Antes de ir a Roma, en las largas esperas hasta que me tocaba el turno de las sesiones de radioterapia, más tarde en la quimio, observaba a mis colegas en los que valoraba, si cabe aún más, su actitud amable, su profesionalidad, humanizante y bondadosa para con nosotros. En la sala de espera de la consulta observaba a muchos jóvenes y niños que padecían la misma situación de enfermedad, podía darme cuenta, ahora con más razón del sufrimiento de las familias. Pero pude también descubrir que la fe en Dios me ofrecía muchos recursos para no sentirme abandonada; podía rezar por ellos –los profesionales y mis compañeros de viaje- y también por mí; podía sentir la cercanía de Dios con nosotros, sus hijos más débiles. Recuerdo que la visita a la Capilla del Hospital antes y después de los tratamientos era muy importante para mí. Rezaba: ¡Un día más Señor, no me abandones, ven en mi auxilio!, y tenía la percepción de que aquella súplica era escuchada. Desde entonces tengo la costumbre de hacer una lista con los nombres de los enfermos por los que quiero pedir.

A raíz de aquel Año Santo, mi amor hacia Juan Pablo II y mi deseo de conocerlo fue creciendo cada vez más. Aquel hombre de Dios era para mí como la representación de “la fuerza en la debilidad”, poco a poco su experiencia de sufrimiento lo convertía en el Papa enfermo para los enfermos. Me interesé en conocerle mejor, leí sus libros, me hizo mucho bien su carta Apostólica Salvifici Doloris, en ella dice: «A través de los siglos y generaciones se ha constatado que, en el sufrimiento, se esconde una particular fuerza que acerca interiormente al hombre a Cristo, una gracia especial. A ella deben su profunda conversión muchos santos… Fruto de esa conversión es, no solo el hecho de que el hombre descubre el sentido salvífico del sufrimiento, sino sobre todo que, en el sufrimiento, llega a ser un hombre completamente nuevo». Confirmo que en este camino de conversión me puso mi enfermedad.

¿Qué tiene que ver todo esto con la Misericordia? Mucho. El mundo de la salud es un terreno muy fecundo para que profesionales y enfermos vivan la Misericordia. El Papa Francisco dice que la Misericordia es un viaje de ida y vuelta. En la ida uno debe dejarse herir, conmoverse por la miseria y el sufrimiento del otro. Y con ese corazón herido hace el viaje de vuelta del corazón a las manos para expresar con el servicio la Misericordia. Añade algo más el Papa. Cuando uno siente su flaqueza y se deja misericordiar por Dios está en condiciones de ofrecer misericordia y amor. Esto lo hacen de forma natural los profesionales sanitarios, también los enfermos con sus compañeros de viaje. Esta ruta la conozco.
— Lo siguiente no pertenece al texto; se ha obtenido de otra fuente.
use std::fmt;

use nalgebra::{Matrix3, Point2, Vector2, Vector3};

use crate::GeometryError;

/// A 2D affine transform (rotation, non-uniform scale, shear and translation).
///
/// Internally, the transform is stored as a homogeneous 3x3 matrix in `f64` precision to keep
/// round trips through [`Affine2::inverse`] accurate. Points are passed in and out as `f32`.
#[derive(Clone, Copy, PartialEq)]
pub struct Affine2 {
    matrix: Matrix3<f64>,
}

impl Affine2 {
    /// A uniform scale about the origin.
    pub fn scale(factor: f32) -> Self {
        let f = factor as f64;
        Self {
            matrix: Matrix3::new_nonuniform_scaling(&Vector2::new(f, f)),
        }
    }

    /// Solves the affine transform that maps each point in `src` onto the point at the same index
    /// in `dst`.
    ///
    /// Three non-collinear correspondences determine an affine transform exactly. If the points
    /// in `src` are collinear (or coincide), no such transform exists and
    /// [`GeometryError::Singular`] is returned.
    pub fn from_triangles(
        src: [Point2<f32>; 3],
        dst: [Point2<f32>; 3],
    ) -> Result<Self, GeometryError> {
        // Both triangles are expressed as the image of the unit triangle (0,0), (1,0), (0,1).
        // Going from `src` to `dst` then means undoing the first mapping and applying the second.
        let from_unit_src = triangle_basis(&src)?;
        let from_unit_dst = triangle_basis(&dst)?;
        let to_unit_src = invert(&from_unit_src)?;

        Ok(Self {
            matrix: from_unit_dst * to_unit_src,
        })
    }

    /// Returns the inverse of this transform.
    pub fn inverse(&self) -> Result<Self, GeometryError> {
        Ok(Self {
            matrix: invert(&self.matrix)?,
        })
    }

    /// Returns a transform that first applies `self`, then `next`.
    #[must_use]
    pub fn then(&self, next: &Affine2) -> Self {
        Self {
            matrix: next.matrix * self.matrix,
        }
    }

    /// Maps a point through this transform.
    pub fn apply(&self, point: Point2<f32>) -> Point2<f32> {
        let v = self.matrix * Vector3::new(point.x as f64, point.y as f64, 1.0);
        Point2::new(v.x as f32, v.y as f32)
    }

}

impl fmt::Debug for Affine2 {
    fn fmt(&self, f: &mut fmt::Formatter<'_>) -> fmt::Result {
        let m = &self.matrix;
        write!(
            f,
            "Affine2 [{:.4} {:.4} {:.4}; {:.4} {:.4} {:.4}]",
            m[(0, 0)],
            m[(0, 1)],
            m[(0, 2)],
            m[(1, 0)],
            m[(1, 1)],
            m[(1, 2)],
        )
    }
}

#[rustfmt::skip]
fn triangle_basis(tri: &[Point2<f32>; 3]) -> Result<Matrix3<f64>, GeometryError> {
    if tri.iter().any(|p| !p.x.is_finite() || !p.y.is_finite()) {
        return Err(GeometryError::NonFinite);
    }

    let [a, b, c] = tri.map(|p| p.cast::<f64>());
    Ok(Matrix3::new(
        b.x - a.x, c.x - a.x, a.x,
        b.y - a.y, c.y - a.y, a.y,
        0.0, 0.0, 1.0,
    ))
}

fn invert(m: &Matrix3<f64>) -> Result<Matrix3<f64>, GeometryError> {
    let det = m.determinant();
    if !det.is_finite() || det.abs() < f64::EPSILON {
        return Err(GeometryError::Singular);
    }

    m.try_inverse().ok_or(GeometryError::Singular)
}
Juan Pablo II, se sentó sin complejos en la Cátedra del sufrimiento, regaló a la Iglesia la Fiesta de la Divina Misericordia. Nos sentimos necesitados de ese Amor que quiere bien, que compadece, que eleva al hombre por encima de su debilidad hasta las alturas de la Santidad de Dios. Con la ayuda de San Juan Pablo II aprendí a ser mejor persona, mejor profesional, mejor cristiana, y deseo seguir haciendo este viaje de ida y vuelta de la Misericordia con final feliz.